Gaurav Shukla, sales manager at home me: "There is no doubt that there will be more repossessions than usual. There will be thousands of people whose products will be coming to and end in 2023, and who will be moving from 1% rates to rates of 6% and above. For many, this could mean very steep monthly payment increases. Some may choose to sell and move in with family, while others may default on payments and subsequently have their property repossessed. It is now time for lenders to come up with solutions, similar with the payment holidays that were put in place during Covid, to help their customers out and not go down the route of repossession. I’m hoping we see relaxed criteria around interest-only to ease the payments strain for a couple of years, at least until things settle."

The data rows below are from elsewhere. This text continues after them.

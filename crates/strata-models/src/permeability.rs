//! Permeability models: per-entity permeability tensor diagonals.

use strata_core::InputFlag;
use strata_store::{Array, Construct, Group, Member, StoreError};

use crate::base::ConstitutiveModel;

/// Field name: the user-supplied diagonal components.
const COMPONENTS: &str = "permeabilityComponents";
/// Field name: per-entity permeability state, `[entities, 3]`.
const PERMEABILITY: &str = "permeability";
/// Field name: per-entity hydraulic aperture.
const APERTURE: &str = "aperture";
/// Field name: exponent of the aperture law.
const APERTURE_EXPONENT: &str = "apertureExponent";

/// Spatially uniform permeability.
///
/// The input document supplies three diagonal components; every entity's
/// permeability row is a copy of them. Updates during time stepping are
/// no-ops — the tensor never evolves.
pub struct ConstantPermeability {
    group: Group,
}

impl ConstantPermeability {
    /// Catalog key for this model.
    pub const CATALOG_NAME: &'static str = "ConstantPermeability";

    /// The user-supplied diagonal components `(xx, yy, zz)`.
    pub fn components(&self) -> Result<[f64; 3], StoreError> {
        let values = self.group.get_array::<f64>(COMPONENTS)?;
        Ok([values.values()[0], values.values()[1], values.values()[2]])
    }

    /// Per-entity permeability state, `[entities, 3]`.
    pub fn permeability(&self) -> Result<&Array<f64>, StoreError> {
        self.group.get_array::<f64>(PERMEABILITY)
    }

    /// Copy the input components into every entity's permeability row.
    pub fn update(&mut self) -> Result<(), StoreError> {
        let components = self.components()?;
        let state = self.group.get_array_mut::<f64>(PERMEABILITY)?;
        for row in 0..state.shape()[0] {
            state.row_mut(row).copy_from_slice(&components);
        }
        Ok(())
    }
}

impl Member for ConstantPermeability {
    fn group(&self) -> &Group {
        &self.group
    }

    fn group_mut(&mut self) -> &mut Group {
        &mut self.group
    }

    fn process_input(&mut self) -> Result<(), StoreError> {
        let supplied = self.group.get_array::<f64>(COMPONENTS)?.len();
        if supplied != 3 {
            return Err(StoreError::InvalidValue {
                path: self.group.path().to_string(),
                detail: format!("{COMPONENTS} expects 3 values, got {supplied}"),
            });
        }
        Ok(())
    }
}

impl Construct for ConstantPermeability {
    fn construct(name: &str) -> Self {
        let mut group = Group::new(name);
        group
            .register_field::<f64>(COMPONENTS)
            .expect("fresh group")
            .set_extent(3)
            .set_input_flag(InputFlag::Required)
            .set_description("Diagonal permeability components (xx, yy, zz) [m^2]");
        group
            .register_field::<f64>(PERMEABILITY)
            .expect("fresh group")
            .set_components(3)
            .set_description("Per-entity permeability tensor diagonal [m^2]");
        Self { group }
    }
}

impl ConstitutiveModel for ConstantPermeability {
    fn catalog_name(&self) -> &'static str {
        Self::CATALOG_NAME
    }
}

/// Aperture-driven fracture permeability.
///
/// Each entity carries a hydraulic aperture `w`; the update applies the
/// parallel-plates law `k = w^e / 12` (cubic by default) to every
/// diagonal component. The aperture itself is written by the coupled
/// mechanics kernels between updates.
pub struct ParallelPlatesPermeability {
    group: Group,
}

impl ParallelPlatesPermeability {
    /// Catalog key for this model.
    pub const CATALOG_NAME: &'static str = "ParallelPlatesPermeability";

    /// Exponent of the aperture law (3.0 unless overridden by input).
    pub fn aperture_exponent(&self) -> Result<f64, StoreError> {
        Ok(*self.group.get_array::<f64>(APERTURE_EXPONENT)?.value())
    }

    /// Per-entity hydraulic aperture, mutable — written by kernels.
    pub fn aperture_mut(&mut self) -> Result<&mut Array<f64>, StoreError> {
        self.group.get_array_mut::<f64>(APERTURE)
    }

    /// Per-entity permeability state, `[entities, 3]`.
    pub fn permeability(&self) -> Result<&Array<f64>, StoreError> {
        self.group.get_array::<f64>(PERMEABILITY)
    }

    /// Recompute every entity's permeability from its current aperture.
    pub fn update(&mut self) -> Result<(), StoreError> {
        let exponent = self.aperture_exponent()?;
        let apertures = self.group.get_array::<f64>(APERTURE)?.values().to_vec();
        let state = self.group.get_array_mut::<f64>(PERMEABILITY)?;
        for (row, aperture) in apertures.iter().enumerate() {
            let value = aperture.powf(exponent) / 12.0;
            state.row_mut(row).fill(value);
        }
        Ok(())
    }
}

impl Member for ParallelPlatesPermeability {
    fn group(&self) -> &Group {
        &self.group
    }

    fn group_mut(&mut self) -> &mut Group {
        &mut self.group
    }

    fn process_input(&mut self) -> Result<(), StoreError> {
        let exponent = self.aperture_exponent()?;
        if !exponent.is_finite() || exponent <= 0.0 {
            return Err(StoreError::InvalidValue {
                path: self.group.path().to_string(),
                detail: format!("{APERTURE_EXPONENT} must be finite and positive, got {exponent}"),
            });
        }
        Ok(())
    }
}

impl Construct for ParallelPlatesPermeability {
    fn construct(name: &str) -> Self {
        let mut group = Group::new(name);
        group
            .register_field::<f64>(APERTURE_EXPONENT)
            .expect("fresh group")
            .set_default(3.0)
            .set_input_flag(InputFlag::Optional)
            .set_description("Exponent of the aperture-permeability law");
        group
            .register_field::<f64>(APERTURE)
            .expect("fresh group")
            .set_per_entity()
            .set_description("Per-entity hydraulic aperture [m]");
        group
            .register_field::<f64>(PERMEABILITY)
            .expect("fresh group")
            .set_components(3)
            .set_description("Per-entity permeability tensor diagonal [m^2]");
        Self { group }
    }
}

impl ConstitutiveModel for ParallelPlatesPermeability {
    fn catalog_name(&self) -> &'static str {
        Self::CATALOG_NAME
    }
}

Riz Malik, director at R3 Mortgages: "Any rise in forced sales will come towards the end of next year, if at all. We are awaiting the outcome of the Chancellor's meeting with lenders last week and information about the support measures that were discussed. In addition, lenders will only force a sale as a last resort after exhausting all other options and that takes time. The current administration also knows that rising repossessions would be the final nail in their coffin ahead of the next General Election so you cannot rule out Government intervention."

Michael Webb, managing director at Mortgage Republic Limited: "An increase in repossessions is most definitely possible during 2023, and we are already seeing some return to the market following the restrictions placed upon banks to undertake them during Covid. However, the pandemic also showed us the power of the government to restrict the ability of the banks to undertake repossessions, and with the government hanging on for dear life, both economically and politically, it will be interesting to see if any interventions are put in place to restrict banks' ability to repossess properties."

Mark Robinson, managing director at Albion Forest Mortgages: "I think it highly likely that people may end up with serious financial issues. Over the past decade, many people have pushed their borrowing to its limits. This means that if rates stay high they could be paying hundreds of pounds extra on their mortgage if they have to remortgage in the next 6-12 months. Not only this, but other variable credit commitments could skyrocket as well, such as credit cards and store cards. Increased borrowing costs, coupled with rising energy bills and the cost of living generally, could take many people to the brink and see them struggle with their mortgage payments. How lenders react, and whether the government intervenes, is the great unknown."